══ Given records

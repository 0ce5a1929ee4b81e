//! In-process push platform.
//!
//! Behaves like a browser with one origin: a single registration, a single
//! subscription, a scripted permission answer. Used by tests and headless
//! runs of the lifecycle.

use std::sync::{Mutex, MutexGuard, PoisonError};

use async_trait::async_trait;
use base64::{Engine, engine::general_purpose::URL_SAFE_NO_PAD};
use rand::RngCore;

use crate::platform::{
    ApplicationServerKey, PermissionState, PlatformError, PushPlatform, PushSubscriptionHandle,
    Registration, SubscribeOptions, SubscriptionKeys,
};

const PUSH_SERVICE_URL: &str = "https://push.example.net/send";

/// Call counters of a [`MemoryPlatform`].
#[derive(Debug, Clone, Copy, Default, PartialEq, Eq)]
pub struct PlatformCalls {
    pub register: usize,
    pub permission_requests: usize,
    pub subscribe: usize,
    pub unsubscribe: usize,
}

#[derive(Debug)]
struct State {
    supported: bool,
    permission: PermissionState,
    script_error: Option<String>,
    subscribe_error: Option<String>,
    unsubscribe_error: Option<String>,
    lookup_error: Option<String>,
    registration: Option<Registration>,
    subscription: Option<(PushSubscriptionHandle, ApplicationServerKey)>,
    calls: PlatformCalls,
}

/// In-memory [`PushPlatform`].
#[derive(Debug)]
pub struct MemoryPlatform {
    state: Mutex<State>,
}

impl Default for MemoryPlatform {
    fn default() -> Self {
        Self::new()
    }
}

impl MemoryPlatform {
    /// A platform with service workers and granted permission.
    #[must_use]
    pub const fn new() -> Self {
        Self {
            state: Mutex::new(State {
                supported: true,
                permission: PermissionState::Granted,
                script_error: None,
                subscribe_error: None,
                unsubscribe_error: None,
                lookup_error: None,
                registration: None,
                subscription: None,
                calls: PlatformCalls {
                    register: 0,
                    permission_requests: 0,
                    subscribe: 0,
                    unsubscribe: 0,
                },
            }),
        }
    }

    /// A platform without service-worker support.
    #[must_use]
    pub fn unsupported() -> Self {
        let platform = Self::new();
        platform.lock().supported = false;
        platform
    }

    /// Answer every permission prompt with `permission`.
    #[must_use]
    pub fn with_permission(self, permission: PermissionState) -> Self {
        self.lock().permission = permission;
        self
    }

    /// Fail worker registration as if the script did not parse.
    #[must_use]
    pub fn with_script_error(self, message: &str) -> Self {
        self.lock().script_error = Some(message.to_string());
        self
    }

    /// Make subsequent subscribe calls fail.
    pub fn fail_subscribe(&self, message: &str) {
        self.lock().subscribe_error = Some(message.to_string());
    }

    /// Make subsequent unsubscribe calls fail.
    pub fn fail_unsubscribe(&self, message: &str) {
        self.lock().unsubscribe_error = Some(message.to_string());
    }

    /// Make subsequent subscription lookups fail.
    pub fn fail_lookup(&self, message: &str) {
        self.lock().lookup_error = Some(message.to_string());
    }

    /// Drop the subscription the way a browser does when the push service
    /// expires it. Nothing is notified.
    pub fn invalidate_subscription(&self) {
        self.lock().subscription = None;
    }

    /// Current subscription, bypassing the registration lookup.
    #[must_use]
    pub fn current_subscription(&self) -> Option<PushSubscriptionHandle> {
        self.lock().subscription.as_ref().map(|(h, _)| h.clone())
    }

    /// Snapshot of call counters.
    #[must_use]
    pub fn calls(&self) -> PlatformCalls {
        self.lock().calls
    }

    fn lock(&self) -> MutexGuard<'_, State> {
        self.state.lock().unwrap_or_else(PoisonError::into_inner)
    }
}

fn random_key(len: usize, prefix: Option<u8>) -> String {
    let mut bytes = vec![0u8; len];
    rand::thread_rng().fill_bytes(&mut bytes);
    if let Some(first) = prefix {
        bytes[0] = first;
    }
    URL_SAFE_NO_PAD.encode(bytes)
}

fn new_handle() -> PushSubscriptionHandle {
    PushSubscriptionHandle {
        endpoint: format!(
            "{PUSH_SERVICE_URL}/{}",
            ulid::Ulid::new().to_string().to_lowercase()
        ),
        expiration_time: None,
        keys: SubscriptionKeys {
            // uncompressed P-256 point marker
            p256dh: random_key(65, Some(0x04)),
            auth: random_key(16, None),
        },
    }
}

#[async_trait]
impl PushPlatform for MemoryPlatform {
    fn supports_service_workers(&self) -> bool {
        self.lock().supported
    }

    async fn registration(&self) -> Result<Option<Registration>, PlatformError> {
        Ok(self.lock().registration.clone())
    }

    async fn register(&self, script_url: &str, scope: &str) -> Result<Registration, PlatformError> {
        let mut state = self.lock();
        state.calls.register += 1;

        if !state.supported {
            return Err(PlatformError("serviceWorker is not available".to_string()));
        }
        if let Some(message) = &state.script_error {
            return Err(PlatformError(format!("{script_url}: {message}")));
        }

        let registration = state
            .registration
            .get_or_insert_with(|| Registration {
                id: ulid::Ulid::new().to_string().to_lowercase(),
                script_url: script_url.to_string(),
                scope: scope.to_string(),
            })
            .clone();
        Ok(registration)
    }

    async fn request_permission(&self) -> PermissionState {
        let mut state = self.lock();
        state.calls.permission_requests += 1;
        state.permission
    }

    async fn subscription(
        &self,
        registration: &Registration,
    ) -> Result<Option<PushSubscriptionHandle>, PlatformError> {
        let state = self.lock();
        if state.registration.as_ref() != Some(registration) {
            return Err(PlatformError("unknown registration".to_string()));
        }
        if let Some(message) = &state.lookup_error {
            return Err(PlatformError(message.clone()));
        }
        Ok(state.subscription.as_ref().map(|(h, _)| h.clone()))
    }

    async fn subscribe(
        &self,
        registration: &Registration,
        options: SubscribeOptions,
    ) -> Result<PushSubscriptionHandle, PlatformError> {
        let mut state = self.lock();
        state.calls.subscribe += 1;

        if state.registration.as_ref() != Some(registration) {
            return Err(PlatformError("unknown registration".to_string()));
        }
        if state.permission != PermissionState::Granted {
            return Err(PlatformError("permission not granted".to_string()));
        }
        if !options.user_visible_only {
            return Err(PlatformError("userVisibleOnly must be true".to_string()));
        }
        if let Some(message) = &state.subscribe_error {
            return Err(PlatformError(message.clone()));
        }

        if let Some((handle, key)) = &state.subscription
            && *key == options.application_server_key
        {
            return Ok(handle.clone());
        }

        let handle = new_handle();
        state.subscription = Some((handle.clone(), options.application_server_key));
        Ok(handle)
    }

    async fn unsubscribe(
        &self,
        registration: &Registration,
        handle: &PushSubscriptionHandle,
    ) -> Result<bool, PlatformError> {
        let mut state = self.lock();
        state.calls.unsubscribe += 1;

        if state.registration.as_ref() != Some(registration) {
            return Err(PlatformError("unknown registration".to_string()));
        }
        if let Some(message) = &state.unsubscribe_error {
            return Err(PlatformError(message.clone()));
        }

        let removed = state
            .subscription
            .as_ref()
            .is_some_and(|(current, _)| current.endpoint == handle.endpoint);
        if removed {
            state.subscription = None;
        }
        Ok(removed)
    }
}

════

Spot the lines above that mention "impl" and copy them.

impl Default for MemoryPlatform {
impl MemoryPlatform {
impl PushPlatform for MemoryPlatform {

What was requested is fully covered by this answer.